Development of version 4. 12 began in mid-May 2017. In the new release appeared I / O planners Budget Fair Queueing (BFQ) and Kyber. Their task is to provide access to data in several threads for multi-core systems. Thus, the construction of a multilevel queuing system was completed.

In the structure of the LivePatch API, which allows patches to be applied to a running kernel, a hybrid consistency model was added.

In this consistency monitoring model, the stack analysis of kPatch is combined with the mechanism for evaluating individual tasks of kGraft.
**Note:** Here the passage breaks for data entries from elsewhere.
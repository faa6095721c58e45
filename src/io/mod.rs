//! 输入文件解析：参考 FASTA、reads FASTQ、变异 VCF

pub mod fasta;
pub mod fastq;
pub mod vcf;
//! DP 工作缓冲区与检出池
//!
//! 图拓扑只读共享，而每条比对的 H/E/F 三个平面必须私有。缓冲区按图的总列数 ×（read 长 + 1）
//! 分配，跨 read 复用；池中缓冲区的数量就是并发比对的上限。

use std::ops::{Deref, DerefMut};
use std::sync::{Condvar, Mutex, PoisonError};

use crate::graph::VariantGraph;

pub(crate) const NEG_INF: i32 = i32::MIN / 4;

/// 一次图比对的 DP 工作区，可跨调用复用
#[derive(Debug, Default)]
pub struct ScoringBuffer {
    pub(crate) h: Vec<i32>,
    pub(crate) e: Vec<i32>,
    pub(crate) f: Vec<i32>,
    pub(crate) read: Vec<u8>,
    /// 每个节点上可作为终点的单元的最高分，用于判断同一位点的等位基因是否打平
    pub(crate) node_best: Vec<i32>,
    rows: usize,
}

impl ScoringBuffer {
    pub fn new() -> Self {
        Self::default()
    }

    /// 为 `graph` 和长度为 `read_len` 的 read 准备空间；只增不减
    pub(crate) fn prepare(&mut self, graph: &VariantGraph, read_len: usize) {
        self.rows = read_len + 1;
        let size = graph.total_cols() * self.rows;
        if self.h.len() < size {
            self.h.resize(size, 0);
            self.e.resize(size, NEG_INF);
            self.f.resize(size, NEG_INF);
        }
        self.node_best.clear();
        self.node_best.resize(graph.len(), NEG_INF);
    }

    #[inline]
    pub(crate) fn rows(&self) -> usize {
        self.rows
    }

    /// 当前占用的单元数（三个平面各自）
    pub fn capacity(&self) -> usize {
        self.h.len()
    }
}

/// 固定数量的 [`ScoringBuffer`]，按需检出、用完归还
#[derive(Debug)]
pub struct BufferPool {
    slots: Mutex<Vec<ScoringBuffer>>,
    returned: Condvar,
    capacity: usize,
}

impl BufferPool {
    /// `capacity` 至少为 1
    pub fn new(capacity: usize) -> Self {
        let capacity = capacity.max(1);
        Self {
            slots: Mutex::new((0..capacity).map(|_| ScoringBuffer::new()).collect()),
            returned: Condvar::new(),
            capacity,
        }
    }

    pub fn capacity(&self) -> usize {
        self.capacity
    }

    pub fn available(&self) -> usize {
        self.slots
            .lock()
            .unwrap_or_else(PoisonError::into_inner)
            .len()
    }

    /// 取出一个缓冲区；池空时阻塞直到有缓冲区归还
    pub fn checkout(&self) -> PooledBuffer<'_> {
        let mut slots = self.slots.lock().unwrap_or_else(PoisonError::into_inner);
        loop {
            if let Some(buf) = slots.pop() {
                return PooledBuffer { pool: self, buf };
            }
            slots = self
                .returned
                .wait(slots)
                .unwrap_or_else(PoisonError::into_inner);
        }
    }

    pub fn try_checkout(&self) -> Option<PooledBuffer<'_>> {
        let buf = self
            .slots
            .lock()
            .unwrap_or_else(PoisonError::into_inner)
            .pop()?;
        Some(PooledBuffer { pool: self, buf })
    }

    fn give_back(&self, buf: ScoringBuffer) {
        self.slots
            .lock()
            .unwrap_or_else(PoisonError::into_inner)
            .push(buf);
        self.returned.notify_one();
    }
}

/// 检出中的缓冲区；drop 时自动归还
#[derive(Debug)]
pub struct PooledBuffer<'a> {
    pool: &'a BufferPool,
    buf: ScoringBuffer,
}

impl Deref for PooledBuffer<'_> {
    type Target = ScoringBuffer;

    fn deref(&self) -> &ScoringBuffer {
        &self.buf
    }
}

impl DerefMut for PooledBuffer<'_> {
    fn deref_mut(&mut self) -> &mut ScoringBuffer {
        &mut self.buf
    }
}

impl Drop for PooledBuffer<'_> {
    fn drop(&mut self) {
        self.pool.give_back(std::mem::take(&mut self.buf));
    }
}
Now the kernel without delays can sew more complex patches than before, even if they relate to changes in functions or semantics of data.

In addition, for Device Mapper, the dm-integrity module was created, which is responsible for emulating the block device. Also appeared the Trusted Execution Environment (TEE) framework, with which you can create protected environments on ARM TrustZone chips.